Read More Atheist Republic The Islamic Republic of Iran has had an unfavorable opinion of having pets over the last few years. The country is now considering a law to ban pets such as dogs, cats, and even crocodiles. The Iranian government plans to approve a new law that will make it illegal for the general population to have animals without a special permit.
The Parliament of Iran is on the verge of passing the “Protection of Public’s Rights Against Animals” bill, which outlaws pet ownership without a permit issued by a special committee. Those found in opposition to this law would be subjected to a fine of around $800 and can be detained. The permit can only be used for “importing, buying, selling, transporting, and rearing animals.

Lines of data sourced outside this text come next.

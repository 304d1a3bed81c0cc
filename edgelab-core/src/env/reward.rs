//! Step reward shaping.

use serde::{Deserialize, Serialize};

use crate::domain::ClosedTrade;
use crate::engine::Transition;

use super::action::Action;
use super::state::rolling_trade_sharpe;

/// Reward coefficients. Defaults are empirically tuned, not derived.
#[derive(Debug, Clone, PartialEq, Serialize, Deserialize)]
#[serde(default)]
pub struct RewardWeights {
    /// Step P&L is divided by this.
    pub pnl_divisor: f64,
    pub sharpe_weight: f64,
    /// Closed trades needed before the Sharpe bonus applies.
    pub sharpe_window: usize,
    pub win_rate_weight: f64,
    /// Drawdown (percent) is divided by this before squaring.
    pub drawdown_divisor: f64,
    /// Charged whenever a position is opened, including on reversal.
    pub open_cost: f64,
    /// Added when CLOSE realizes a winning trade.
    pub close_win_bonus: f64,
    /// Subtracted when CLOSE realizes a losing trade.
    pub close_loss_penalty: f64,
}

impl Default for RewardWeights {
    fn default() -> Self {
        Self {
            pnl_divisor: 100.0,
            sharpe_weight: 0.5,
            sharpe_window: 10,
            win_rate_weight: 0.1,
            drawdown_divisor: 100.0,
            open_cost: 0.05,
            close_win_bonus: 1.0,
            close_loss_penalty: 0.5,
        }
    }
}

/// Individual reward terms for one step. `total()` is the reward.
#[derive(Debug, Clone, Copy, Default, PartialEq, Serialize, Deserialize)]
pub struct RewardBreakdown {
    pub pnl: f64,
    pub sharpe_bonus: f64,
    pub win_rate_bonus: f64,
    pub drawdown_penalty: f64,
    pub open_cost: f64,
    pub close_bonus: f64,
}

impl RewardBreakdown {
    pub fn total(&self) -> f64 {
        self.pnl + self.sharpe_bonus + self.win_rate_bonus - self.drawdown_penalty - self.open_cost
            + self.close_bonus
    }
}

/// Everything the reward needs to know about one committed step.
#[derive(Debug, Clone, Copy)]
pub struct StepContext<'a> {
    pub action: Action,
    pub transition: &'a Transition,
    /// P&L of the position held into the step, over the price move of the step.
    pub step_pnl: f64,
    /// Current drawdown in percent, after the step.
    pub drawdown: f64,
    /// All trades closed this session, including any closed by this step.
    pub trades: &'a [ClosedTrade],
}

impl RewardWeights {
    pub fn compute(&self, ctx: &StepContext<'_>) -> RewardBreakdown {
        let pnl = if self.pnl_divisor != 0.0 {
            ctx.step_pnl / self.pnl_divisor
        } else {
            0.0
        };

        let sharpe_bonus = rolling_trade_sharpe(ctx.trades, self.sharpe_window)
            .map(|s| s * self.sharpe_weight)
            .unwrap_or(0.0);

        let win_rate_bonus = session_win_rate(ctx.trades) * self.win_rate_weight;

        let dd = if self.drawdown_divisor > 0.0 {
            ctx.drawdown / self.drawdown_divisor
        } else {
            0.0
        };

        let open_cost = if ctx.transition.opened_position() {
            self.open_cost
        } else {
            0.0
        };

        let close_bonus = match (ctx.action, ctx.transition) {
            (Action::Close, Transition::Closed(trade)) if trade.is_winner() => self.close_win_bonus,
            (Action::Close, Transition::Closed(trade)) if trade.is_loser() => {
                -self.close_loss_penalty
            }
            _ => 0.0,
        };

        RewardBreakdown {
            pnl,
            sharpe_bonus,
            win_rate_bonus,
            drawdown_penalty: dd * dd,
            open_cost,
            close_bonus,
        }
    }
}

/// Winners over decided trades (winners + losers). Breakeven trades do not count.
pub fn session_win_rate(trades: &[ClosedTrade]) -> f64 {
    let wins = trades.iter().filter(|t| t.is_winner()).count();
    let losses = trades.iter().filter(|t| t.is_loser()).count();
    if wins + losses == 0 {
        0.0
    } else {
        wins as f64 / (wins + losses) as f64
    }
}
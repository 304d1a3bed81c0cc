//! Moving-average crossover: BUY while the fast SMA is above the slow SMA,
//! SELL while it is below.
//!
//! The signal is level-based, not edge-based. Repeated BUYs while already
//! long are no-ops in the tracker, so only the regime change trades.

use crate::domain::{Candle, Signal, SignalDecision};
use crate::indicators::{Indicator, Sma};

use super::{IndicatorSnapshot, ParamSet, Strategy};

pub const FAST_KEY: &str = "fast_ma";
pub const SLOW_KEY: &str = "slow_ma";

#[derive(Debug, Clone, PartialEq)]
pub struct MaCrossoverStrategy {
    fast: usize,
    slow: usize,
}

impl MaCrossoverStrategy {
    pub fn new(fast: usize, slow: usize) -> Self {
        assert!(fast >= 1, "fast period must be >= 1");
        assert!(slow > fast, "slow period must be > fast period");
        Self { fast, slow }
    }
}

impl Default for MaCrossoverStrategy {
    fn default() -> Self {
        Self::new(10, 20)
    }
}

impl Strategy for MaCrossoverStrategy {
    fn name(&self) -> &str {
        "ma_crossover"
    }

    fn min_window(&self) -> usize {
        self.slow
    }

    fn params(&self) -> ParamSet {
        ParamSet::from([
            ("fast".to_string(), self.fast as f64),
            ("slow".to_string(), self.slow as f64),
        ])
    }

    fn calculate_indicators(&self, window: &[Candle]) -> IndicatorSnapshot {
        let mut snapshot = IndicatorSnapshot::new();
        let fast = Sma::new(self.fast).latest(window);
        let slow = Sma::new(self.slow).latest(window);
        if let (Some(fast), Some(slow)) = (fast, slow) {
            snapshot.insert(FAST_KEY.to_string(), fast);
            snapshot.insert(SLOW_KEY.to_string(), slow);
        }
        snapshot
    }

    fn generate_signal(&self, indicators: &IndicatorSnapshot) -> SignalDecision {
        let (Some(&fast), Some(&slow)) = (indicators.get(FAST_KEY), indicators.get(SLOW_KEY))
        else {
            return SignalDecision::hold();
        };

        let spread = if slow != 0.0 {
            (fast - slow).abs() / slow.abs()
        } else {
            0.0
        };
        // A 1% spread is full confidence.
        let confidence = spread * 100.0;

        if fast > slow {
            SignalDecision::new(Signal::Buy, confidence)
        } else if fast < slow {
            SignalDecision::new(Signal::Sell, confidence)
        } else {
            SignalDecision::hold()
        }
    }
}
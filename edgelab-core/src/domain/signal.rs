//! Trade signals and position direction.

use serde::{Deserialize, Serialize};

/// What a strategy wants to do on the current candle.
#[derive(Debug, Clone, Copy, PartialEq, Eq, Hash, Serialize, Deserialize)]
#[serde(rename_all = "SCREAMING_SNAKE_CASE")]
pub enum Signal {
    Buy,
    Sell,
    Hold,
}

impl Signal {
    /// Direction this signal asks for, or `None` for HOLD.
    pub fn direction(&self) -> Option<Direction> {
        match self {
            Signal::Buy => Some(Direction::Buy),
            Signal::Sell => Some(Direction::Sell),
            Signal::Hold => None,
        }
    }

    pub fn is_hold(&self) -> bool {
        matches!(self, Signal::Hold)
    }
}

/// Side of an open position.
#[derive(Debug, Clone, Copy, PartialEq, Eq, Hash, Serialize, Deserialize)]
#[serde(rename_all = "SCREAMING_SNAKE_CASE")]
pub enum Direction {
    Buy,
    Sell,
}

impl Direction {
    pub fn opposite(&self) -> Self {
        match self {
            Direction::Buy => Direction::Sell,
            Direction::Sell => Direction::Buy,
        }
    }

    /// Wire name, as serialized.
    pub fn as_str(&self) -> &'static str {
        match self {
            Direction::Buy => "BUY",
            Direction::Sell => "SELL",
        }
    }

    /// +1.0 for BUY, -1.0 for SELL.
    pub fn sign(&self) -> f64 {
        match self {
            Direction::Buy => 1.0,
            Direction::Sell => -1.0,
        }
    }
}

/// A signal with the strategy's confidence in it.
#[derive(Debug, Clone, Copy, PartialEq, Serialize, Deserialize)]
pub struct SignalDecision {
    pub signal: Signal,
    /// Confidence in [0.0, 1.0].
    pub confidence: f64,
}

impl SignalDecision {
    /// Clamps `confidence` into [0, 1]; NaN becomes 0.
    pub fn new(signal: Signal, confidence: f64) -> Self {
        let confidence = if confidence.is_nan() {
            0.0
        } else {
            confidence.clamp(0.0, 1.0)
        };
        Self { signal, confidence }
    }

    pub fn hold() -> Self {
        Self {
            signal: Signal::Hold,
            confidence: 0.0,
        }
    }
}
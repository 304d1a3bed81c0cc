//! Simulation engine: the position lifecycle shared by the backtest driver
//! and the decision environment.

pub mod tracker;

pub use tracker::{PositionTracker, Transition, DEFAULT_POSITION_SIZE};
#[derive(Subcommand)]
enum Commands {
    /// Run one strategy over the candle file.
    Backtest {
        #[command(flatten)]
        data: DataArgs,

        /// Strategy kind: rsi, ma_crossover.
        #[arg(long, default_value = "rsi")]
        strategy: String,

        /// Strategy parameter as name=value. Repeatable.
        #[arg(long = "param", value_parser = parse_param)]
        params: Vec<(String, f64)>,

        /// Write manifest.json, trades.csv, equity.csv and report.md here.
        #[arg(long)]
        output_dir: Option<PathBuf>,

        /// Print metrics as JSON instead of the text summary.
        #[arg(long, default_value_t = false)]
        json: bool,
    },
    /// Grid search over strategy parameters.
    Optimize {
        #[command(flatten)]
        data: DataArgs,

        #[arg(long, default_value = "ma_crossover")]
        strategy: String,

        /// Parameter range as name=v1,v2,... Repeatable; first listed varies slowest.
        #[arg(long = "grid", required = true, value_parser = parse_range)]
        ranges: Vec<(String, Vec<f64>)>,

        /// Metric to optimize (e.g., sharpe_ratio, max_drawdown).
        #[arg(long, default_value = "sharpe_ratio")]
        target: MetricField,

        /// Disable rayon parallelism.
        #[arg(long, default_value_t = false)]
        sequential: bool,

        /// Number of top candidates to print.
        #[arg(long, default_value_t = 5)]
        top: usize,

        /// Write every candidate as CSV.
        #[arg(long)]
        csv_out: Option<PathBuf>,
    },
    /// Rolling train/test validation.
    WalkForward {
        #[command(flatten)]
        data: DataArgs,

        #[arg(long, default_value = "rsi")]
        strategy: String,

        #[arg(long = "param", value_parser = parse_param)]
        params: Vec<(String, f64)>,

        /// Override walk_forward.train_days.
        #[arg(long)]
        train_days: Option<u32>,

        /// Override walk_forward.test_days.
        #[arg(long)]
        test_days: Option<u32>,
    },
    /// Train a policy in the decision environment.
    Train {
        #[command(flatten)]
        data: DataArgs,

        /// Override training.policy.
        #[arg(long)]
        policy: Option<String>,

        /// Override training.total_timesteps.
        #[arg(long)]
        timesteps: Option<u64>,

        /// Override training.symbol.
        #[arg(long)]
        symbol: Option<String>,

        /// Resume from a saved model (e.g., models/v1/final_model_XAUUSD).
        #[arg(long)]
        resume: Option<PathBuf>,
    },
}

Many conservative Iranian authorities have previously tried to ban dogs altogether. Having dogs at home is considered unhygienic in traditional Iranian culture. In Islam, dogs are considered to be impure animals.
The local police in Tehran started a crackdown on citizens who were walking their dogs in public parks as a measure to protect the safety of the public.
The President of the Iran Veterinary Association, Dr. Payam Mohebi, is against the bill. He stated, “Debates around this bill started more than a decade ago when a group of Iranian MPs tried to promote a law to confiscate all dogs and give them to zoos or leave them in deserts.”
“Over the years, they have changed this a couple of times and even discussed corporal punishment for dog owners. But their plan didn’t get anywhere.”
Iran has gone through numerous changes over the past few decades. Iran was one of the first nations to have animal protection laws in the middle east. In 1948, when the first laws were passed, the then government had a much more positive stance on animal welfare. The Iranian royal family was known to have pet dogs.
Tehran authorities justified their decision to protect and uphold public safety, but the reason is very conservative and ideological. Since the Islamic revolution of 1979, pets such as dogs have been considered unclean. Dogs are seen as a symbol of Westernization. This law is partly a response to sanctions that the Western nations had imposed on Iran. The government banned pet food import three years ago to preserve the country’s foreign currency reserves.
The authorities are also targeting other animals such as cats and even crocodiles. The country where the famous Persian cats originated may soon lose their homeland. The authorities have even created prisons for dogs.
Some people say pets are just “animals,” while others say they are as important to them as their own family and friends. Although having pets might become troublesome and sometimes even a burden under various circumstances, the joy of having a pet outweighs the demerits.